Cognitive impairment is a broad term to describe a wide variety of impaired brain function relating to the ability of a person to think, concentrate, reason and remember. The most severe degree of cognitive impairment is dementia. Currently, no pharmaceutical treatment is available to cure dementia. Prevention is however a way to reduce the burden of dementia in western countries, and diet might be a successful candidate. Several epidemiological studies have shown that high intake of Fruits and Vegetables (F&V) was associated with a decreased risk of developing dementia in cohorts of elderly people. But few studies have addressed the impact of food intake during infancy or at midlife on cognitive function.

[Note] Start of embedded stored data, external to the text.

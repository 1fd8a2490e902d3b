use std::collections::HashMap;

use crate::record::{CacheLookup, DayState};
use crate::DayId;

/// What we know about each day, plus a change counter.
///
/// Renderers only get `&RecordCache`. Writes go through the live window
/// synchronizer (for days inside the window) and the lazy resolver (for
/// everything else), and both bump the version once per logical batch.
#[derive(Debug, Default)]
pub struct RecordCache {
    days: HashMap<DayId, DayState>,
    version: u64,
}

impl RecordCache {
    pub fn new() -> Self {
        Self::default()
    }

    /// Opaque change token. Equal versions mean nothing visible changed.
    pub fn version(&self) -> u64 {
        self.version
    }

    /// `None` means unresolved, which is different from `Some(Absent)`.
    pub fn get(&self, id: DayId) -> Option<&DayState> {
        self.days.get(&id)
    }

    pub fn lookup(&self, id: DayId) -> CacheLookup<'_> {
        match self.days.get(&id) {
            None => CacheLookup::Unresolved,
            Some(DayState::Absent) => CacheLookup::Absent,
            Some(DayState::Present(entry)) => CacheLookup::Present(entry),
        }
    }

    /// Known in any state, present or confirmed absent.
    pub fn is_resolved(&self, id: DayId) -> bool {
        self.days.contains_key(&id)
    }

    pub fn len(&self) -> usize {
        self.days.len()
    }

    pub fn is_empty(&self) -> bool {
        self.days.is_empty()
    }

    pub(crate) fn set(&mut self, id: DayId, state: DayState) {
        self.days.insert(id, state);
    }

    /// Returns whether anything was removed.
    pub(crate) fn delete(&mut self, id: DayId) -> bool {
        self.days.remove(&id).is_some()
    }

    pub(crate) fn bump_version(&mut self) {
        self.version += 1;
    }
}

#[cfg(test)]
mod tests {
    use super::*;
    use crate::record::DayEntry;

    fn day(s: &str) -> DayId {
        s.parse().unwrap()
    }

    #[test]
    fn unknown_and_absent_are_distinct() {
        let mut cache = RecordCache::new();
        let id = day("2024-06-01");

        assert!(cache.get(id).is_none());
        assert!(cache.lookup(id).is_unresolved());

        cache.set(id, DayState::Absent);
        assert_eq!(cache.get(id), Some(&DayState::Absent));
        assert_eq!(cache.lookup(id).exists(), Some(false));
        assert!(cache.is_resolved(id));
    }

    #[test]
    fn delete_reports_whether_anything_was_cached() {
        let mut cache = RecordCache::new();
        let id = day("2024-06-01");

        assert!(!cache.delete(id));
        cache.set(
            id,
            DayState::Present(DayEntry {
                cover_ref: None,
                title: Some("hi".to_string()),
            }),
        );
        assert_eq!(cache.lookup(id).title(), Some("hi"));
        assert!(cache.delete(id));
        assert!(cache.lookup(id).is_unresolved());
        assert!(cache.is_empty());
    }

    #[test]
    fn writes_do_not_bump_on_their_own() {
        let mut cache = RecordCache::new();
        cache.set(day("2024-06-01"), DayState::Absent);
        cache.set(day("2024-06-02"), DayState::Absent);
        assert_eq!(cache.version(), 0);

        cache.bump_version();
        assert_eq!(cache.version(), 1);
        assert_eq!(cache.len(), 2);
    }
}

The results presented in this Newsletter show that people engaged in a healthy diet have a lower risk of cognitive and functional decline. They also highlight that F&V intake is closely linked to other favorable behaviours (such as no smoking, low alcohol consumption and high physical activity). Children fed a diet characterized by high consumption of fruit, vegetables and home prepared foods had higher IQ, verbal IQ and better memory performance at age 4 years. Adjustment for maternal education, intelligence and social class attenuated the association but it remained significant.

These findings show that F&V intake might be associated with better cognitive performances but one must keep in mind that unmeasured confounding factors (especially social and cultural ones) may partly explain these results.